Retenons cette impression d’enfance de Jean-Jacques, elle peut nous aider à comprendre l’étrange anomalie qu’offrit le spectacle de Genève révolutionnaire. Un jour de 1793 le pasteur Anspach demanda dans un club que la liberté des cultes fût admise à Genève. Le club répondit non. Un esprit fort émancipé, comme l’agitateur Isaac Cornuaud, bisaïeul de Victor Cherbuliez, trouvait extravagante la motion d’Anspach et le taxait d’insensé. Anspach insista devant l’assemblée genevoise : quelques autres clubistes l’appuyèrent de leur pétition, réclamant, par exemple, de l’étranger qui viendrait s’inscrire Genevois, un certificat de civisme ou de moralité plutôt qu’un certificat de protestantisme.
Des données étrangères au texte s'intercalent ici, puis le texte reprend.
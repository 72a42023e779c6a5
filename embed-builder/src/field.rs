use embed::{EmbedField, SmolStr};

use crate::error::{self, ErrorList, ValidationError};
use crate::validate::{text_len, FIELD_VALUE_LIMIT, SHORT_TEXT_LIMIT};

/// Chainable, validating wrapper around [`EmbedField`].
///
/// Field names and values must both be non-empty once the field is sent,
/// so the setters reject empty strings outright.
#[derive(Default, Debug, Clone)]
pub struct FieldBuilder {
    field: EmbedField,
    errors: Option<ErrorList>,
}

impl FieldBuilder {
    /// Creates an empty field with no accumulated errors.
    pub fn new() -> FieldBuilder {
        FieldBuilder::default()
    }

    /// Field name, 1–256 characters.
    pub fn name(mut self, name: impl Into<SmolStr>) -> Self {
        let name = name.into();
        let len = text_len(&name);

        if len > SHORT_TEXT_LIMIT {
            error::push(
                &mut self.errors,
                ValidationError::LabelTooLong {
                    field: "field name",
                    limit: SHORT_TEXT_LIMIT,
                    len,
                    value: name,
                },
            );
        } else if name.is_empty() {
            error::push(&mut self.errors, ValidationError::Empty { field: "field name" });
        } else {
            self.field.name = name;
        }
        self
    }

    /// Field value, 1–1024 characters.
    pub fn value(mut self, value: impl Into<SmolStr>) -> Self {
        let value = value.into();
        let len = text_len(&value);

        if len > FIELD_VALUE_LIMIT {
            error::push(
                &mut self.errors,
                ValidationError::BodyTooLong {
                    field: "field value",
                    limit: FIELD_VALUE_LIMIT,
                    len,
                },
            );
        } else if value.is_empty() {
            error::push(&mut self.errors, ValidationError::Empty { field: "field value" });
        } else {
            self.field.value = value;
        }
        self
    }

    /// Whether the field renders inline; never fails.
    pub fn inline(mut self, inline: bool) -> Self {
        self.field.inline = inline;
        self
    }

    /// Hands back the plain record and everything that went wrong since the
    /// last finalize, resetting the builder.
    pub fn finalize(&mut self) -> (EmbedField, Option<ErrorList>) {
        (core::mem::take(&mut self.field), self.errors.take())
    }
}

#[cfg(test)]
mod tests {
    use super::*;

    #[test]
    fn test_valid_chain() {
        let (field, errors) = FieldBuilder::new().name("status").value("ok").inline(true).finalize();

        assert!(errors.is_none());
        assert_eq!(field.name, "status");
        assert_eq!(field.value, "ok");
        assert!(field.inline);
    }

    #[test]
    fn test_empty_name_rejected() {
        let (field, errors) = FieldBuilder::new().name("").value("ok").finalize();

        // name stays unset, value still lands
        assert_eq!(field.name, "");
        assert_eq!(field.value, "ok");
        assert_eq!(
            errors,
            Some(vec![ValidationError::Empty { field: "field name" }])
        );
    }

    #[test]
    fn test_limits() {
        let (field, errors) = FieldBuilder::new()
            .name("n".repeat(257))
            .value("v".repeat(1025))
            .finalize();

        assert_eq!(field, EmbedField::default());

        let errors = errors.unwrap();
        assert_eq!(errors.len(), 2);
        assert!(matches!(
            errors[0],
            ValidationError::LabelTooLong { field: "field name", limit: 256, len: 257, .. }
        ));
        assert_eq!(
            errors[1],
            ValidationError::BodyTooLong {
                field: "field value",
                limit: 1024,
                len: 1025,
            }
        );
    }

    #[test]
    fn test_boundary_lengths_accepted() {
        let (field, errors) = FieldBuilder::new()
            .name("n".repeat(256))
            .value("v".repeat(1024))
            .finalize();

        assert!(errors.is_none());
        assert_eq!(text_len(&field.name), 256);
        assert_eq!(text_len(&field.value), 1024);
    }
}
use embed::{EmbedAuthor, SmolStr};

use crate::error::{self, ErrorList, ValidationError};
use crate::validate::{is_valid_icon_url, text_len, SHORT_TEXT_LIMIT};

/// Chainable, validating wrapper around [`EmbedAuthor`].
///
/// Invalid input never corrupts the record: the offending setter leaves the
/// attribute unchanged and records one error for [`finalize`](Self::finalize)
/// to report.
#[derive(Default, Debug, Clone)]
pub struct AuthorBuilder {
    author: EmbedAuthor,
    errors: Option<ErrorList>,
}

impl AuthorBuilder {
    /// Creates an empty author with no accumulated errors.
    pub fn new() -> AuthorBuilder {
        AuthorBuilder::default()
    }

    /// Author display name, at most 256 characters.
    pub fn name(mut self, name: impl Into<SmolStr>) -> Self {
        let name = name.into();
        let len = text_len(&name);

        if len <= SHORT_TEXT_LIMIT {
            self.author.name = name;
        } else {
            error::push(
                &mut self.errors,
                ValidationError::LabelTooLong {
                    field: "author name",
                    limit: SHORT_TEXT_LIMIT,
                    len,
                    value: name,
                },
            );
        }
        self
    }

    /// Link target for the author name; unvalidated.
    pub fn url(mut self, url: impl Into<SmolStr>) -> Self {
        self.author.url = Some(url.into());
        self
    }

    /// Author icon; must start with `http://`, `https://`, or `attachment://`.
    pub fn icon_url(mut self, icon_url: impl Into<SmolStr>) -> Self {
        let icon_url = icon_url.into();

        if is_valid_icon_url(&icon_url) {
            self.author.icon_url = Some(icon_url);
        } else {
            error::push(
                &mut self.errors,
                ValidationError::InvalidUrl {
                    field: "author iconUrl",
                    value: icon_url,
                },
            );
        }
        self
    }

    /// Proxied author icon; same URL-prefix rule as [`icon_url`](Self::icon_url).
    pub fn proxy_icon_url(mut self, proxy_icon_url: impl Into<SmolStr>) -> Self {
        let proxy_icon_url = proxy_icon_url.into();

        if is_valid_icon_url(&proxy_icon_url) {
            self.author.proxy_icon_url = Some(proxy_icon_url);
        } else {
            error::push(
                &mut self.errors,
                ValidationError::InvalidUrl {
                    field: "author proxyIconUrl",
                    value: proxy_icon_url,
                },
            );
        }
        self
    }

    /// Hands back the plain record and everything that went wrong since the
    /// last finalize, resetting the builder.
    pub fn finalize(&mut self) -> (EmbedAuthor, Option<ErrorList>) {
        (core::mem::take(&mut self.author), self.errors.take())
    }
}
Mais la chaire de Saint-Pierre s’insurgea. Un collègue d’Anspach, Mouchon, au jour de Noël 1793, le visa, le réfuta, dans un sermon sur la nécessité d’une religion nationale ; et la Compagnie des Pasteurs, fière de cet exposé de principe, le fit imprimer à ses frais. En janvier 1794, le peuple souverain parla : par 2 808 voix contre 382, il maintint solennellement l’obligation pour tout Genevois d’être protestant, ce qui voulait dire : de n’être point papiste.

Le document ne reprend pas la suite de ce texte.